Copper tolerance in N. gonorrhoeae. (A) Sensitivity of N. gonorrhoeae 1291 wild type (black bars) and 1291 copA (white bars) to zinc sulfate (Zn; 1 M), cadmium chloride (Cd; 10 mM), manganese sulfate (Mn; 100 mM), nickel sulfate (Ni; 50 mM), cobalt chloride (Co; 50 mM), iron nitrate (Fe; 1 M), and copper sulfate (Cu; 40 mM) (P = 0.005), as determined by disc diffusion assays. Error bars indicate ±1 standard deviation from the mean. (B) Effect of copper on the growth rate of N. gonorrhoeae 1291 (wild type), 1291 copA, and complemented 1291 copA. Wild-type and mutant gonococci were allowed to grow in liquid culture for 2 h (OD₆₀₀, ∼0.3), after which copper sulfate (denoted by arrows) was added to a final concentration of 0 mM (filled circles), 0.2 mM (empty circles), 0.4 mM (filled triangles), or 0.6 mM (empty triangles). These experiments were performed on at least three independent occasions, and representative growth curves are shown. (C) Survival of N. gonorrhoeae 1291 (wild type) (filled circles), 1291 copA (filled triangles), and complemented 1291 copA (empty circles) after 3 h of incubation with various defined concentrations of copper. CFU were determined by recovery of liquid cultures that had been challenged with copper sulfate as described in Materials and Methods.

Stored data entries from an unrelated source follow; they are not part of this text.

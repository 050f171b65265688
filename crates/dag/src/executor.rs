//! Round-based DAG executor.
//!
//! Each round lists the ready tasks, flips them to running, dispatches all
//! of them in parallel, and only after every dispatch has settled emits one
//! event per task and persists the terminal statuses. The next round may
//! include tasks freed by this round's completions; the barrier guarantees
//! no task of round n+1 starts before round n fully settles.

use futures::future::join_all;
use std::sync::Arc;
use tokio::sync::mpsc;
use tracing::{debug, info, warn};

use switchyard_core::error::TaskError;
use switchyard_core::event::ExecutionEvent;
use switchyard_core::session::SessionContext;
use switchyard_core::task::{Task, TaskRepo, TaskStatus};
use switchyard_skills::SkillRegistry;

/// Upper bound on rounds per run; hitting it ends the run with a warning.
pub const MAX_ROUNDS: usize = 50;

/// Outcome of one executor run.
#[derive(Debug, Clone, Default, PartialEq, Eq)]
pub struct RunSummary {
    pub rounds: usize,
    pub completed: usize,
    pub failed: usize,
    pub hit_round_limit: bool,
}

/// Executes a session's ready tasks in parallel waves.
pub struct DagExecutor {
    repo: Arc<dyn TaskRepo>,
    registry: Arc<SkillRegistry>,
}

impl DagExecutor {
    pub fn new(repo: Arc<dyn TaskRepo>, registry: Arc<SkillRegistry>) -> Self {
        Self { repo, registry }
    }

    /// The task store this executor drives.
    pub fn repo(&self) -> &Arc<dyn TaskRepo> {
        &self.repo
    }

    /// Run the session's graph, yielding events through a channel.
    pub fn execute(&self, session_id: &str) -> mpsc::Receiver<ExecutionEvent> {
        let (tx, rx) = mpsc::channel(64);
        let repo = self.repo.clone();
        let registry = self.registry.clone();
        let session_id = session_id.to_string();

        tokio::spawn(async move {
            let executor = DagExecutor { repo, registry };
            if let Err(e) = executor.run(&session_id, &tx).await {
                let _ = tx
                    .send(ExecutionEvent::Error {
                        message: e.to_string(),
                    })
                    .await;
            }
        });

        rx
    }

    /// Run the session's graph, sending events into an existing channel.
    ///
    /// This is how the agent loop forwards DAG events inline with its own.
    pub async fn run(
        &self,
        session_id: &str,
        tx: &mpsc::Sender<ExecutionEvent>,
    ) -> Result<RunSummary, TaskError> {
        let ctx = SessionContext::new(session_id);
        let mut summary = RunSummary::default();

        loop {
            if summary.rounds >= MAX_ROUNDS {
                warn!(session_id, rounds = summary.rounds, "DAG round limit reached");
                summary.hit_round_limit = true;
                break;
            }

            let ready = self.repo.get_ready_tasks(session_id).await?;
            if ready.is_empty() {
                break;
            }
            summary.rounds += 1;
            debug!(session_id, round = summary.rounds, tasks = ready.len(), "DAG round");

            for task in &ready {
                self.repo
                    .update_status(&task.id, TaskStatus::Running, None)
                    .await?;
            }

            let dispatches = ready
                .iter()
                .map(|task| self.dispatch(task, &ctx))
                .collect::<Vec<_>>();
            let outcomes = join_all(dispatches).await;

            // The whole round has settled; emit and persist.
            for (task, outcome) in ready.iter().zip(outcomes) {
                match outcome {
                    Ok(result) => {
                        self.repo
                            .update_status(&task.id, TaskStatus::Completed, Some(result.clone()))
                            .await?;
                        summary.completed += 1;
                        let _ = tx
                            .send(ExecutionEvent::TaskCompleted {
                                task_id: task.id.clone(),
                                result,
                            })
                            .await;
                    }
                    Err(error) => {
                        self.repo
                            .update_status(&task.id, TaskStatus::Failed, Some(error.clone()))
                            .await?;
                        summary.failed += 1;
                        let _ = tx
                            .send(ExecutionEvent::TaskFailed {
                                task_id: task.id.clone(),
                                error,
                            })
                            .await;
                    }
                }
            }
        }

        info!(
            session_id,
            rounds = summary.rounds,
            completed = summary.completed,
            failed = summary.failed,
            "DAG run finished"
        );
        Ok(summary)
    }

    /// Dispatch one task.
    ///
    /// A description parsing as `{"tool": ..., "params": {...}}` goes
    /// through the skill registry; anything else is noted and echoed,
    /// with no side effects.
    async fn dispatch(&self, task: &Task, ctx: &SessionContext) -> Result<String, String> {
        match parse_tool_description(&task.description) {
            Some((tool, params)) => self
                .registry
                .execute_action(&tool, params, ctx)
                .await
                .map(|value| result_text(&value))
                .map_err(|e| e.to_string()),
            None => Ok(format!("Task noted: {}", task.description)),
        }
    }
}

fn parse_tool_description(description: &str) -> Option<(String, serde_json::Value)> {
    let value: serde_json::Value = serde_json::from_str(description).ok()?;
    let tool = value.get("tool")?.as_str()?.to_string();
    let params = value.get("params")?;
    if !params.is_object() {
        return None;
    }
    Some((tool, params.clone()))
}

fn result_text(value: &serde_json::Value) -> String {
    match value {
        serde_json::Value::String(s) => s.clone(),
        other => other.to_string(),
    }
}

Experiments were performed on at least three independent occasions, and representative growth curves are shown. Error bars indicate ±1 standard deviation from the mean. (D) Intracellular copper content of N. gonorrhoeae 1291 (wild type) (filled circles), 1291 copA (filled triangles), and complemented 1291 copA (empty circles), as determined by ICP MS. Each horizontal line indicates the mean. P values were <0.0001 for all strains.